Animals in Coventry and
Warwickshire are the victims of more cruelty than ever before
according to horrifying details released by the RSPCA.
Figures released today show
that the society received a record amount of calls reporting cases of
neglect and violence to animals in the region.
New research is now being
commissioned into why people are cruel to animals following the surge
in offences by adults and children.
In the RSPCA’s West Central
region there were 16,096 cruelty complaints – an increase of 19.8
per cent, and 129 convictions were secured. Over 210,000 calls to the
cruelty and advice line were made.
In the Birmingham and West
Midlands section, which includes Coventry, the number of cruelty
investigations rose by more than 33 per cent to 4,319.

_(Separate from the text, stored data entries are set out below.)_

//! # Store Module
//!
//! Durable record of queued events.
//!
//! ## Lifecycle
//! - `Pending` - created by the emitter
//! - `Processing` - flipped by `claim_pending`, one batch per transaction
//! - `Done` / `Failed` - terminal, written back by the dispatcher
//!
//! ## Backends
//! - `SqliteEventStore` - Persistent storage using SQLite
//! - `InMemoryEventStore` - For testing

mod memory;
mod sqlite;
mod traits;

pub use memory::InMemoryEventStore;
pub use sqlite::SqliteEventStore;
pub use traits::EventStore;

use crate::error::StoreError;
use chrono::{DateTime, SubsecRound, Utc};
use serde::{Deserialize, Serialize};
use std::fmt;
use std::str::FromStr;
use uuid::Uuid;

/// One unit of queued work
#[derive(Debug, Clone, PartialEq, Serialize, Deserialize)]
pub struct Event {
    /// Unique identifier assigned at creation
    pub id: Uuid,
    /// Name of the handler that processes this event
    pub name: String,
    /// Opaque payload, JSON when produced by the emitter
    pub payload: Vec<u8>,
    /// Current lifecycle state
    pub status: EventStatus,
    /// Last failure message, only set when `status` is `Failed`
    pub error: Option<String>,
    /// When the event was created
    pub created_at: DateTime<Utc>,
    /// When the event reached a terminal state
    pub processed_at: Option<DateTime<Utc>>,
}

impl Event {
    /// Create a new pending event
    pub fn new(name: impl Into<String>, payload: Vec<u8>) -> Self {
        Self {
            id: Uuid::new_v4(),
            name: name.into(),
            payload,
            status: EventStatus::Pending,
            error: None,
            created_at: now(),
            processed_at: None,
        }
    }
}

/// Current time at the precision the stores persist (microseconds)
pub(crate) fn now() -> DateTime<Utc> {
    Utc::now().trunc_subsecs(6)
}

/// Lifecycle state of an event
#[derive(Debug, Clone, Copy, PartialEq, Eq, Hash, Serialize, Deserialize)]
#[serde(rename_all = "lowercase")]
pub enum EventStatus {
    Pending,
    Processing,
    Done,
    Failed,
}

impl EventStatus {
    /// Storage representation
    pub fn as_str(&self) -> &'static str {
        match self {
            EventStatus::Pending => "pending",
            EventStatus::Processing => "processing",
            EventStatus::Done => "done",
            EventStatus::Failed => "failed",
        }
    }

    /// `Done` and `Failed` have no outgoing transitions
    pub fn is_terminal(&self) -> bool {
        matches!(self, EventStatus::Done | EventStatus::Failed)
    }
}

impl FromStr for EventStatus {
    type Err = StoreError;

    fn from_str(s: &str) -> Result<Self, Self::Err> {
        match s {
            "pending" => Ok(EventStatus::Pending),
            "processing" => Ok(EventStatus::Processing),
            "done" => Ok(EventStatus::Done),
            "failed" => Ok(EventStatus::Failed),
            other => Err(StoreError::Corrupt(format!("unknown status \"{}\"", other))),
        }
    }
}

impl fmt::Display for EventStatus {
    fn fmt(&self, f: &mut fmt::Formatter<'_>) -> fmt::Result {
        f.write_str(self.as_str())
    }
}

/// Event counts per status
#[derive(Debug, Clone, Default, PartialEq, Eq, Serialize, Deserialize)]
pub struct StoreStats {
    pub pending: usize,
    pub processing: usize,
    pub done: usize,
    pub failed: usize,
}

impl StoreStats {
    /// Total number of stored events
    pub fn total(&self) -> usize {
        self.pending + self.processing + self.done + self.failed
    }

    fn bump(&mut self, status: EventStatus, by: usize) {
        match status {
            EventStatus::Pending => self.pending += by,
            EventStatus::Processing => self.processing += by,
            EventStatus::Done => self.done += by,
            EventStatus::Failed => self.failed += by,
        }
    }
}

#[cfg(test)]
mod tests {
    use super::*;

    #[test]
    fn new_event_is_pending() {
        let event = Event::new("user.registered", b"{}".to_vec());

        assert_eq!(event.status, EventStatus::Pending);
        assert!(event.error.is_none());
        assert!(event.processed_at.is_none());
    }

    #[test]
    fn status_round_trips_through_storage_text() {
        for status in [
            EventStatus::Pending,
            EventStatus::Processing,
            EventStatus::Done,
            EventStatus::Failed,
        ] {
            assert_eq!(status.as_str().parse::<EventStatus>().unwrap(), status);
        }
    }

    #[test]
    fn unknown_status_is_corrupt() {
        let result = "archived".parse::<EventStatus>();
        assert!(matches!(result, Err(StoreError::Corrupt(_))));
    }

    #[test]
    fn new_event_time_fits_microsecond_storage() {
        let event = Event::new("user.registered", Vec::new());

        assert_eq!(event.created_at.timestamp_subsec_nanos() % 1_000, 0);
        assert_eq!(
            DateTime::from_timestamp_micros(event.created_at.timestamp_micros()),
            Some(event.created_at)
        );
    }

    #[test]
    fn only_done_and_failed_are_terminal() {
        assert!(!EventStatus::Pending.is_terminal());
        assert!(!EventStatus::Processing.is_terminal());
        assert!(EventStatus::Done.is_terminal());
        assert!(EventStatus::Failed.is_terminal());
    }

    #[test]
    fn stats_total_sums_all_statuses() {
        let mut stats = StoreStats::default();
        stats.bump(EventStatus::Pending, 2);
        stats.bump(EventStatus::Failed, 1);

        assert_eq!(stats.total(), 3);
    }
}
//! # Monitor Module
//!
//! Progress reporting for a running dispatcher.
//!
//! ## Design
//! The dispatcher sends notices through a channel, allowing any UI
//! (CLI, dashboard, tests) to follow claims and outcomes without
//! touching the store.
//!
//! ## Example
//! ```rust,ignore
//! let (sender, receiver) = MonitorChannel::new();
//!
//! std::thread::spawn(move || {
//!     for notice in receiver.iter() {
//!         if let DispatchNotice::Completed { name, outcome, .. } = notice {
//!             println!("{name}: {outcome:?}");
//!         }
//!     }
//! });
//!
//! let dispatcher = Dispatcher::builder(store, registry).monitor(sender).build()?;
//! ```

mod channel;
mod types;

pub use channel::{null_sender, MonitorChannel, MonitorReceiver, MonitorSender};
pub use types::*;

The number of prosecutions
nearly trebled to 53.
Warwickshire saw a small rise
in the number of complaints investigated - 1,750 - but a fall in the
number of convictions.
One the most shocking cases
experienced by inspectors was when a starving German shepherd dog was
forced to eat the body of a dead Rottweiler after the pair were
abandoned in a Coventry flat.
Anthony Valentine moved out of
the flat in Nauls Mill House, Middlesborough Road, Radford in April
1997, and left the dogs with no food or water for two months.
The German shepherd died
before he was discovered.
Inspector Paul Kempson, who
was called to the ninth floor flat in June 1997 to investigate, said:
“The whole flat smelt very
strongly of rotting flesh, excrement and urine. The floors of the
lounge, kitchen and outside balcony were covered in a large amount
of dog excrement.”
He found the dead German
shepherd weighing less than a third of his ideal weight, and part of
the pelt and jawbone of the Rottweiler nearby.
A vet said the Rottweiler was
either killed by the other dog to calm his hunger, or died from
“The meat and fluid
contained in the carcass could well have sustained the German
shepherd for a period of two to three weeks but then it would, in
its turn, have starved.
“Both dogs would have
suffered a prolonged and terrifying ordeal, probably including a
fight to the death.”
Valentine, aged 40, denied
permitting unnecessary suffering to the German shepherd, claiming the
dogs were not his, but was found guilty at Coventry Magistrates Court
when he failed to appear for his trial.
He disappeared but was
eventually traced and sentenced to five months in prison in March
1999, and banned from keeping any animal for life.
There will be cheap
microchipping of pet cats and dogs at the RSPCA Animal Centre in
Coundon Wedge Drive, Allesley all week as part of activities to raise
awareness of the charity’s work.
Each pet can have a microchip
inserted and stored on a national database for £10 – half the
normal price. If the animal is lost it means it can easily be found
and re-united with its owner.
More details on 024 7633 6616.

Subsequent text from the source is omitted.